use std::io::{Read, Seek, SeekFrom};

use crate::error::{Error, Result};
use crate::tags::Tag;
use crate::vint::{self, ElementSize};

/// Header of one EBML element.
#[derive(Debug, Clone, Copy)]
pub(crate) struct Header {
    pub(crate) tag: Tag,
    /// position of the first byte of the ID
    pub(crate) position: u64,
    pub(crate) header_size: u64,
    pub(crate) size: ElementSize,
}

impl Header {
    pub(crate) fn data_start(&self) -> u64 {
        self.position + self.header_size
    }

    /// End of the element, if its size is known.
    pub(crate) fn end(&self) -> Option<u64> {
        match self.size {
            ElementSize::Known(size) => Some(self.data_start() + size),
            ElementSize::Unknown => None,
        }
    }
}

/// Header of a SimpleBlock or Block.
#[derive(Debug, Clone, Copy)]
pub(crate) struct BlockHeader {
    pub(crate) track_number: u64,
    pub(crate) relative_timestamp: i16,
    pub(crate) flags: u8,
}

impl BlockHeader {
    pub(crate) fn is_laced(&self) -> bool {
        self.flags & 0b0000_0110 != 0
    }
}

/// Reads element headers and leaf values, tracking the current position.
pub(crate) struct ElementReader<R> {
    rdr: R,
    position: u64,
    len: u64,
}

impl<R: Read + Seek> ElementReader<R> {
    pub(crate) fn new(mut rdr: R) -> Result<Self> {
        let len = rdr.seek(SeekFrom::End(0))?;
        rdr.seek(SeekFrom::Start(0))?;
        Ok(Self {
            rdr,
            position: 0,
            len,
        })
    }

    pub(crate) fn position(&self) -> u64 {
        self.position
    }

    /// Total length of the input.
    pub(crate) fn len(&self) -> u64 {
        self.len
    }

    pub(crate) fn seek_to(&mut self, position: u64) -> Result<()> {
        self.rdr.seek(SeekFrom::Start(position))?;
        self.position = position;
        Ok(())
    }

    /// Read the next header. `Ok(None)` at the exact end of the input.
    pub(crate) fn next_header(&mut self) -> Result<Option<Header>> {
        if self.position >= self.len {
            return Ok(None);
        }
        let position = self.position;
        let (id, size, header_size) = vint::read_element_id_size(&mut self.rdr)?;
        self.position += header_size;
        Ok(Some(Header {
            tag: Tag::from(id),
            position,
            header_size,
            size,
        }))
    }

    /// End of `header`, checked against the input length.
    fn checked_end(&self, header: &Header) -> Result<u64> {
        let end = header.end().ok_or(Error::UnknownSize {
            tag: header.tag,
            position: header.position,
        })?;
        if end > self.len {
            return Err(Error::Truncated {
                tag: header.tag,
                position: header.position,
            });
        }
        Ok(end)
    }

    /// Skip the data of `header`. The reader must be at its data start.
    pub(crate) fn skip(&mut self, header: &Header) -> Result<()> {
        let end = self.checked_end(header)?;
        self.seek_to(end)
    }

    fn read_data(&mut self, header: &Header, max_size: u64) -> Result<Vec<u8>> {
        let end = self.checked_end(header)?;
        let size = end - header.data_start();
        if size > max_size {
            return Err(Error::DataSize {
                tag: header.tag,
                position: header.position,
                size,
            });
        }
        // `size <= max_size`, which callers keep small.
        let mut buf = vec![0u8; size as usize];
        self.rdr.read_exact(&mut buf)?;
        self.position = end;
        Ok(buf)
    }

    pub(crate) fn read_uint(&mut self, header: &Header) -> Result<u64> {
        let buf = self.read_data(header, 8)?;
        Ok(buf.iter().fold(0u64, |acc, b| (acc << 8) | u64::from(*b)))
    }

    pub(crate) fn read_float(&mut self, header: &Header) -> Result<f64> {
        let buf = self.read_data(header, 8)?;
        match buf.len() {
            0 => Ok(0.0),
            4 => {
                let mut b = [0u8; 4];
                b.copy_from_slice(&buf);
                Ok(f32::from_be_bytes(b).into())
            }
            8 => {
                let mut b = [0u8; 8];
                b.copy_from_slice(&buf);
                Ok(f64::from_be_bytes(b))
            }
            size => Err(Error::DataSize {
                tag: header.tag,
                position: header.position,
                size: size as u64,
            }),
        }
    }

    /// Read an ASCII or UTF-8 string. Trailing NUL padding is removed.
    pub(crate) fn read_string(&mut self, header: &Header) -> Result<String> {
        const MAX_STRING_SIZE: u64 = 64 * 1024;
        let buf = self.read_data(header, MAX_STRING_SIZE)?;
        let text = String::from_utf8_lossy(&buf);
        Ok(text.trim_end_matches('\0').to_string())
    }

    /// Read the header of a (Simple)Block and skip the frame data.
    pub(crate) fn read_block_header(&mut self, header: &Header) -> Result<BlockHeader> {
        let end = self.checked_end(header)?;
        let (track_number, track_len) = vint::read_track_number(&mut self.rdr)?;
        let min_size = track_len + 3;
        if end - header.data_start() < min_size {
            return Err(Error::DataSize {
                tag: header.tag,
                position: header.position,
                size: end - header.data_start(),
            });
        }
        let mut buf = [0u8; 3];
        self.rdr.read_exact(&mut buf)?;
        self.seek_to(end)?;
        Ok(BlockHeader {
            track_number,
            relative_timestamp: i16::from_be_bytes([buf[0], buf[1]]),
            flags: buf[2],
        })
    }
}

About this exercise
Each line of the entries above that has the word "input" is to be copied.

Task output
    /// Total length of the input.
    /// Read the next header. `Ok(None)` at the exact end of the input.
    /// End of `header`, checked against the input length.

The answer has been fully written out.